[DATA FOR THIS TASK Boundary: Start]
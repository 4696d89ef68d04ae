//! Feed materialization: turn a named input into a readable local file
//!
//! Supplier feeds arrive either as plain delimited files or gzip-compressed.
//! Compressed inputs are decompressed into a scratch directory; every file
//! created here is registered with a [`TempFiles`] guard so it is removed
//! when the run ends, successful or not. Caller-provided plain files are
//! never registered and never deleted.

use crate::{Error, Result};
use async_trait::async_trait;
use flate2::read::GzDecoder;
use std::fs::File;
use std::path::{Path, PathBuf};
use tracing::{debug, warn};

/// Scope guard for files materialized during one pipeline run.
///
/// Dropping the guard removes every registered file, best-effort; a failed
/// removal is logged and never surfaces as an error.
#[derive(Debug, Default)]
pub struct TempFiles {
    paths: Vec<PathBuf>,
}

impl TempFiles {
    pub fn new() -> Self {
        Self::default()
    }

    /// Register a file for removal when the guard drops.
    pub fn register(&mut self, path: impl Into<PathBuf>) {
        self.paths.push(path.into());
    }

    pub fn len(&self) -> usize {
        self.paths.len()
    }

    pub fn is_empty(&self) -> bool {
        self.paths.is_empty()
    }
}

impl Drop for TempFiles {
    fn drop(&mut self) {
        for path in self.paths.drain(..) {
            match std::fs::remove_file(&path) {
                Ok(()) => debug!(file = %path.display(), "removed temp feed file"),
                Err(e) if e.kind() == std::io::ErrorKind::NotFound => {}
                Err(e) => {
                    warn!(file = %path.display(), error = %e, "failed to remove temp feed file")
                }
            }
        }
    }
}

/// Delivers a named feed resource as a local file path.
#[async_trait]
pub trait Fetcher: Send + Sync {
    /// Materialize `resource` into a readable local file, registering any
    /// file this call created with `temps`.
    async fn materialize(&self, resource: &str, temps: &mut TempFiles) -> Result<PathBuf>;
}

/// Fetcher for resources already present on the local filesystem.
///
/// Plain `.csv` files are passed through untouched; `.gz` files are
/// decompressed into the scratch directory. Anything else is a fetch
/// error rather than a silently misparsed feed.
pub struct LocalFetcher {
    temp_dir: PathBuf,
}

impl LocalFetcher {
    pub fn new(temp_dir: impl Into<PathBuf>) -> Self {
        Self {
            temp_dir: temp_dir.into(),
        }
    }

    fn decompress(&self, source: &Path, resource: &str, temps: &mut TempFiles) -> Result<PathBuf> {
        let stem = source
            .file_stem()
            .map(|s| s.to_string_lossy().into_owned())
            .ok_or_else(|| Error::fetch(resource, "compressed file has no name"))?;
        let target = self.temp_dir.join(stem);

        let input = File::open(source).map_err(|e| {
            Error::fetch(resource, format!("cannot open compressed feed: {e}"))
        })?;
        let mut decoder = GzDecoder::new(input);
        let mut output = File::create(&target)
            .map_err(|e| Error::fetch(resource, format!("cannot create temp file: {e}")))?;
        temps.register(&target);
        std::io::copy(&mut decoder, &mut output)
            .map_err(|e| Error::fetch(resource, format!("decompression failed: {e}")))?;

        debug!(resource, target = %target.display(), "decompressed feed");
        Ok(target)
    }
}

#[async_trait]
impl Fetcher for LocalFetcher {
    async fn materialize(&self, resource: &str, temps: &mut TempFiles) -> Result<PathBuf> {
        let source = Path::new(resource);
        if !source.is_file() {
            return Err(Error::fetch(resource, "feed file does not exist"));
        }

        let extension = source
            .extension()
            .and_then(|e| e.to_str())
            .map(str::to_lowercase);
        match extension.as_deref() {
            Some("gz") => self.decompress(source, resource, temps),
            Some("csv") => Ok(source.to_path_buf()),
            _ => Err(Error::fetch(
                resource,
                "unsupported feed file type, expected .csv or .gz",
            )),
        }
    }
}

#[cfg(test)]
mod tests {
    use super::*;
    use flate2::write::GzEncoder;
    use flate2::Compression;
    use std::io::Write;
    use tempfile::TempDir;

    fn write_gz(dir: &TempDir, name: &str, content: &str) -> PathBuf {
        let path = dir.path().join(name);
        let file = File::create(&path).unwrap();
        let mut encoder = GzEncoder::new(file, Compression::default());
        encoder.write_all(content.as_bytes()).unwrap();
        encoder.finish().unwrap();
        path
    }

    #[tokio::test]
    async fn plain_file_is_passed_through() {
        let dir = TempDir::new().unwrap();
        let path = dir.path().join("feed.csv");
        std::fs::write(&path, "AB1;4;10,00\n").unwrap();

        let fetcher = LocalFetcher::new(dir.path());
        let mut temps = TempFiles::new();
        let local = fetcher
            .materialize(path.to_str().unwrap(), &mut temps)
            .await
            .unwrap();

        assert_eq!(local, path);
        assert!(temps.is_empty());
    }

    #[tokio::test]
    async fn gz_feed_is_decompressed_into_scratch() {
        let feeds = TempDir::new().unwrap();
        let scratch = TempDir::new().unwrap();
        let gz = write_gz(&feeds, "feed.csv.gz", "AB1;4;10,00\n");

        let fetcher = LocalFetcher::new(scratch.path());
        let mut temps = TempFiles::new();
        let local = fetcher
            .materialize(gz.to_str().unwrap(), &mut temps)
            .await
            .unwrap();

        assert_eq!(local, scratch.path().join("feed.csv"));
        assert_eq!(std::fs::read_to_string(&local).unwrap(), "AB1;4;10,00\n");
        assert_eq!(temps.len(), 1);
    }

    #[tokio::test]
    async fn guard_removes_registered_files_on_drop() {
        let scratch = TempDir::new().unwrap();
        let feeds = TempDir::new().unwrap();
        let gz = write_gz(&feeds, "feed.csv.gz", "data\n");

        let fetcher = LocalFetcher::new(scratch.path());
        let local = {
            let mut temps = TempFiles::new();
            let local = fetcher
                .materialize(gz.to_str().unwrap(), &mut temps)
                .await
                .unwrap();
            assert!(local.exists());
            local
        };

        // Guard dropped, decompressed copy gone, original untouched
        assert!(!local.exists());
        assert!(gz.exists());
    }

    #[tokio::test]
    async fn unsupported_extension_is_a_fetch_error() {
        let dir = TempDir::new().unwrap();
        let path = dir.path().join("feed.xlsx");
        std::fs::write(&path, "not a feed\n").unwrap();

        let fetcher = LocalFetcher::new(dir.path());
        let mut temps = TempFiles::new();
        let err = fetcher
            .materialize(path.to_str().unwrap(), &mut temps)
            .await
            .unwrap_err();

        assert!(matches!(err, Error::Fetch { .. }));
        assert!(temps.is_empty());
    }

    #[tokio::test]
    async fn extension_check_is_case_insensitive() {
        let dir = TempDir::new().unwrap();
        let path = dir.path().join("FEED.CSV");
        std::fs::write(&path, "AB1;4;10,00\n").unwrap();

        let fetcher = LocalFetcher::new(dir.path());
        let mut temps = TempFiles::new();
        let local = fetcher
            .materialize(path.to_str().unwrap(), &mut temps)
            .await
            .unwrap();
        assert_eq!(local, path);
    }

    #[tokio::test]
    async fn missing_feed_is_a_fetch_error() {
        let scratch = TempDir::new().unwrap();
        let fetcher = LocalFetcher::new(scratch.path());
        let mut temps = TempFiles::new();

        let err = fetcher
            .materialize("/no/such/feed.csv", &mut temps)
            .await
            .unwrap_err();
        assert!(matches!(err, Error::Fetch { .. }));
    }
}
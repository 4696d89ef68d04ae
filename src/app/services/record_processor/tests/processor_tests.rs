//! Tests for base-table construction

use crate::app::services::record_processor::{BaseTableBuilder, FeedFiles};
use crate::config::{ColumnMap, NormalizeMode, SupplierLayout, TextEncoding};
use std::io::Write;
use tempfile::NamedTempFile;

fn csv_layout() -> SupplierLayout {
    SupplierLayout {
        supplier_id: Some(3),
        columns: ColumnMap {
            code: Some(0),
            unicode: Some(1),
            brand: Some(2),
            name: Some(3),
            stock: Some(4),
            price: Some(5),
        },
        stock_index: Some(4),
        stock_header_token: "STAN".to_string(),
        threshold_substitute: Some(10),
        skip_rows: 0,
        normalize_mode: NormalizeMode::Csv,
        encoding: TextEncoding::Utf8,
        lookup_from_code: false,
    }
}

fn feed_file(content: &str) -> NamedTempFile {
    let mut file = NamedTempFile::new().unwrap();
    write!(file, "{content}").unwrap();
    file.flush().unwrap();
    file
}

#[test]
fn single_file_build_collapses_warehouse_duplicates() {
    let feed = feed_file("AB1;AB 1;KN;Filter;4;10.00\nAB1;AB 1;KN;Filter;6;10.00\n");
    let layout = csv_layout();
    let builder = BaseTableBuilder::new("maxgear", Some(3), &layout);

    let table = builder.build(FeedFiles::Single(feed.path()), None).unwrap();
    assert_eq!(table.len(), 1);

    let record = &table.records()[0];
    assert_eq!(record.code, "AB1");
    assert_eq!(record.stock, 10);
    assert_eq!(record.lookup_code, "AB1");
    assert_eq!(table.supplier_id(), Some(3));
}

#[test]
fn split_build_merges_price_and_summed_stock() {
    let mut layout = csv_layout();
    // Split feeds here carry code/stock and code/price in the same slots
    layout.columns = ColumnMap {
        code: Some(0),
        stock: Some(1),
        price: Some(2),
        ..Default::default()
    };
    layout.stock_index = Some(1);

    let prices = feed_file("X9;;20.00\nGONE;;5.00\n");
    let stock = feed_file("X9;3\nX9;7\n");
    let builder = BaseTableBuilder::new("autopartner", Some(1), &layout);

    let table = builder
        .build(
            FeedFiles::Split {
                prices: prices.path(),
                stock: stock.path(),
            },
            None,
        )
        .unwrap();

    assert_eq!(table.len(), 1);
    let record = &table.records()[0];
    assert_eq!(record.code, "X9");
    assert_eq!(record.stock, 10);
    assert!((record.price - 20.0).abs() < 1e-9);
}

#[test]
fn lookup_from_code_layout_forces_canonical_code() {
    let mut layout = csv_layout();
    layout.lookup_from_code = true;

    let feed = feed_file("OF-935;WRONG;KN;Filter;2;9.99\n");
    let builder = BaseTableBuilder::new("gdansk", Some(2), &layout);

    let table = builder.build(FeedFiles::Single(feed.path()), None).unwrap();
    assert_eq!(table.records()[0].lookup_code, "OF935");
}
[DATA FOR THIS TASK Boundary: End]
TASK TO COMPLETE: Only one part of the material above is to be transcribed, namely the lines starting with the line that has "assert_eq!(table.supplier_id(), Some(3));" and going on through the line that has "layout.lookup_from_code = true;", exactly as they stand.

FINISHED TASK:
    assert_eq!(table.supplier_id(), Some(3));
}

#[test]
fn split_build_merges_price_and_summed_stock() {
    let mut layout = csv_layout();
    // Split feeds here carry code/stock and code/price in the same slots
    layout.columns = ColumnMap {
        code: Some(0),
        stock: Some(1),
        price: Some(2),
        ..Default::default()
    };
    layout.stock_index = Some(1);

    let prices = feed_file("X9;;20.00\nGONE;;5.00\n");
    let stock = feed_file("X9;3\nX9;7\n");
    let builder = BaseTableBuilder::new("autopartner", Some(1), &layout);

    let table = builder
        .build(
            FeedFiles::Split {
                prices: prices.path(),
                stock: stock.path(),
            },
            None,
        )
        .unwrap();

    assert_eq!(table.len(), 1);
    let record = &table.records()[0];
    assert_eq!(record.code, "X9");
    assert_eq!(record.stock, 10);
    assert!((record.price - 20.0).abs() < 1e-9);
}

#[test]
fn lookup_from_code_layout_forces_canonical_code() {
    let mut layout = csv_layout();
    layout.lookup_from_code = true;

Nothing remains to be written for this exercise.